The Tucson shooting was thus no surprise, but it should serve as a wake-up call that hate and violence are encoded in the political DNA of the American right.

It is simply undeniable that there has been a pervasive pattern of right-wing violence since Obama ascended the national stage in 2008. After each incident the corporate media and politicians rush to portray the perpetrator as a sick, crazy and disturbed loner. This may be true, but the intended message is that these are all incomprehensible and isolated episodes, and only the language of religious morality – good and evil – can explain them.

Obama said this outright in his widely praised memorial speech in Tucson on Jan. 12: “Scripture tells us that there is evil in the world, and that terrible things happen for reasons that defy human understanding.”

THE PRODUCTION OF VIOLENCE

This childlike worldview is a denial of reality, namely the social context. The calls for blood are so visible and lavish, the right’s language so apocalyptic, the glorification of guns so fervent, the political violence so frequent that these are not isolated instances but the outcome of a process of social production.

Why has there been this epidemic of political violence over the last few years, but a complete lack of similar violence from the left and liberals during the Bush era when passions were equally inflamed? The reason for this stark contrast lies within the strain of reactionary politics that dominates the American right. (By “right,” I mean reactionary, as explained below. Others on the right, such as many libertarians, oppose much of the scapegoating and demonization.)

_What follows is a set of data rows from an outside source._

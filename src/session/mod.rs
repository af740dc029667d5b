//! Form Session Module
//!
//! Single-use storage of form submission results between a POST and the GET
//! that follows its redirect.
//!
//! # Modules
//!
//! - [`token`] - Cookie-safe random session tokens
//! - [`cache`] - Concurrent expiring token store
//! - [`resolve`] - Merging a consumed submission with default forms
//! - [`sweeper`] - Background removal of expired entries
//! - [`cookie`] - Session cookie transport
//! - [`manager`] - Cache and cookie transport combined for handlers
//! - [`clock`] - Injectable time source

pub mod cache;
pub mod clock;
pub mod cookie;
pub mod manager;
pub mod resolve;
mod sweeper;
pub mod token;

// Re-export commonly used items for convenience
pub use cache::{SessionCache, DEFAULT_SWEEP_INTERVAL_SECONDS, DEFAULT_TTL_SECONDS};
pub use clock::{Clock, SystemClock};
pub use cookie::{CookieOptions, SessionCookies, COOKIE_NAME};
pub use manager::{Restored, SessionManager};
pub use resolve::{resolve_forms, FieldProvider, Resolved};
pub use token::{RandomTokenSource, SeededTokenSource, TokenSource, ALPHABET, TOKEN_LENGTH};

The right thrives on mobilizing group resentment, and the range of its targets over the last 50 years is astonishing: gays and lesbians, African-Americans, Latinos, feminists, welfare recipients, reproductive-rights activists, Muslims, undocumented immigrants, government officials, prisoners, intellectuals, liberals, antiwar activists and unions.

PROFITING OFF DOOM

The group resentment is fomented and stoked in doomsaying terms. In a time of epic joblessness, demagogues like Glenn Beck, Lou Dobbs, Rush Limbaugh and Michael Savage are able to convince tens of millions of alienated Americans that their problems and the national malaise are the fault of Mexicans, liberals, abortionists and homosexuals. Politicians willing to exploit this hatred can find a large and passionate base. Because extremism stands out in our media-saturated culture, the most outrageous voices tend to be the most successful. This makes compromise and reasoned discourse almost impossible, while the corporate money that runs the political system prevents any meaningful attempt to address social ills. The result is a seething mass of reactionary white Americans apoplectic with anger but with no ready outlet.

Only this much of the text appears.